> _WORK REQUIRED_
Print nothing but the lines below starting at the line that holds "startup, if any." and ending at the line that holds "PathBuf::from(path)", including both, each exactly as written.

Source records:
* * * * * * *
//! Configuration loading from environment variables.

use crate::constants::DEFAULT_HISTORY_LIMIT;
use serde::Deserialize;
use std::env;
use std::path::PathBuf;

/// Runtime configuration for viztly hosts.
#[derive(Debug, Clone, Deserialize)]
pub struct Config {
    /// Outline file opened at startup, if any.
    pub file_path: Option<PathBuf>,
    /// Directory backing keyed snapshot storage.
    pub storage_dir: PathBuf,
    pub history_limit: usize,
    /// Write a storage snapshot after every session.
    pub autosave: bool,
}

/// Expand tilde (~) in paths to the user's home directory
fn expand_tilde(path: String) -> PathBuf {
    if let Some(rest) = path.strip_prefix("~/") {
        if let Some(home) = resolve_home_dir() {
            return home.join(rest);
        }
    }
    PathBuf::from(path)
}

fn resolve_home_dir() -> Option<PathBuf> {
    if let Ok(home) = env::var("HOME") {
        if !home.trim().is_empty() {
            return Some(PathBuf::from(home));
        }
    }

    if let Ok(profile) = env::var("USERPROFILE") {
        if !profile.trim().is_empty() {
            return Some(PathBuf::from(profile));
        }
    }

    std::env::current_dir().ok()
}

/// Parse a boolean-like environment flag value.
///
/// # Supported Values
/// - Truthy: `1`, `true`, `yes`, `on`
/// - Falsy: `0`, `false`, `no`, `off`, empty string
///
/// Matching is case-insensitive and ignores surrounding whitespace.
///
/// # Returns
/// `Some(bool)` when the value is recognized, otherwise `None`.
pub fn parse_env_flag(value: &str) -> Option<bool> {
    let normalized = value.trim().to_ascii_lowercase();
    match normalized.as_str() {
        "1" | "true" | "yes" | "on" => Some(true),
        "" | "0" | "false" | "no" | "off" => Some(false),
        _ => None,
    }
}

/// Read a boolean flag from the environment.
///
/// Missing or unrecognized values are treated as `false`.
pub fn env_flag_enabled(name: &str) -> bool {
    env::var(name)
        .ok()
        .and_then(|value| parse_env_flag(&value))
        .unwrap_or(false)
}

/// Default directory for keyed snapshot storage.
pub fn default_storage_dir() -> PathBuf {
    let home = resolve_home_dir().unwrap_or_else(|| PathBuf::from("."));
    home.join(".cache").join("viztly").join("storage")
}

impl Default for Config {
    fn default() -> Self {
        Self {
            file_path: None,
            storage_dir: default_storage_dir(),
            history_limit: DEFAULT_HISTORY_LIMIT,
            autosave: false,
        }
    }
}

impl Config {
    /// Load configuration from environment variables.
    ///
    /// # Returns
    /// A populated [`Config`] with defaults applied when env vars are missing.
    pub fn from_env() -> Self {
        Self {
            file_path: env::var("VIZTLY_FILE")
                .ok()
                .filter(|value| !value.trim().is_empty())
                .map(expand_tilde),
            storage_dir: env::var("VIZTLY_STORAGE_DIR")
                .map(expand_tilde)
                .unwrap_or_else(|_| default_storage_dir()),
            history_limit: env::var("VIZTLY_HISTORY_LIMIT")
                .ok()
                .and_then(|value| value.parse().ok())
                .filter(|limit| *limit > 0)
                .unwrap_or(DEFAULT_HISTORY_LIMIT),
            autosave: env_flag_enabled("VIZTLY_AUTOSAVE"),
        }
    }
}

#[cfg(test)]
mod tests {
    use super::*;
    use crate::env::{env_lock, EnvGuard};

    #[test]
    fn parse_env_flag_accepts_truthy_values() {
        for value in ["1", "true", "TRUE", " yes ", "on"] {
            assert_eq!(parse_env_flag(value), Some(true), "value: {}", value);
        }
    }

    #[test]
    fn parse_env_flag_accepts_falsy_values() {
        for value in ["", "0", "false", "FALSE", " no ", "off"] {
            assert_eq!(parse_env_flag(value), Some(false), "value: {}", value);
        }
    }

    #[test]
    fn parse_env_flag_rejects_unknown_values() {
        assert_eq!(parse_env_flag("maybe"), None);
        assert_eq!(parse_env_flag("enabled"), None);
    }

    #[test]
    fn from_env_reads_overrides() {
        let _lock = env_lock().lock().expect("env lock");
        let _file = EnvGuard::set("VIZTLY_FILE", "/tmp/outline.txt");
        let _dir = EnvGuard::set("VIZTLY_STORAGE_DIR", "/tmp/viztly-store");
        let _limit = EnvGuard::set("VIZTLY_HISTORY_LIMIT", "12");
        let _autosave = EnvGuard::set("VIZTLY_AUTOSAVE", "yes");

        let config = Config::from_env();
        assert_eq!(config.file_path, Some(PathBuf::from("/tmp/outline.txt")));
        assert_eq!(config.storage_dir, PathBuf::from("/tmp/viztly-store"));
        assert_eq!(config.history_limit, 12);
        assert!(config.autosave);
    }

    #[test]
    fn from_env_falls_back_to_defaults() {
        let _lock = env_lock().lock().expect("env lock");
        let _file = EnvGuard::remove("VIZTLY_FILE");
        let _limit = EnvGuard::set("VIZTLY_HISTORY_LIMIT", "0");
        let _autosave = EnvGuard::remove("VIZTLY_AUTOSAVE");

        let config = Config::from_env();
        assert_eq!(config.file_path, None);
        assert_eq!(config.history_limit, DEFAULT_HISTORY_LIMIT);
        assert!(!config.autosave);
    }

    #[test]
    fn tilde_paths_expand_against_home() {
        let _lock = env_lock().lock().expect("env lock");
        let _home = EnvGuard::set("HOME", "/home/outliner");
        let _dir = EnvGuard::set("VIZTLY_STORAGE_DIR", "~/notes");

        let config = Config::from_env();
        assert_eq!(config.storage_dir, PathBuf::from("/home/outliner/notes"));
    }
}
* * * * * * *
> _OUTPUT OF THE TASK_
    /// Outline file opened at startup, if any.
    pub file_path: Option<PathBuf>,
    /// Directory backing keyed snapshot storage.
    pub storage_dir: PathBuf,
    pub history_limit: usize,
    /// Write a storage snapshot after every session.
    pub autosave: bool,
}

/// Expand tilde (~) in paths to the user's home directory
fn expand_tilde(path: String) -> PathBuf {
    if let Some(rest) = path.strip_prefix("~/") {
        if let Some(home) = resolve_home_dir() {
            return home.join(rest);
        }
    }
    PathBuf::from(path)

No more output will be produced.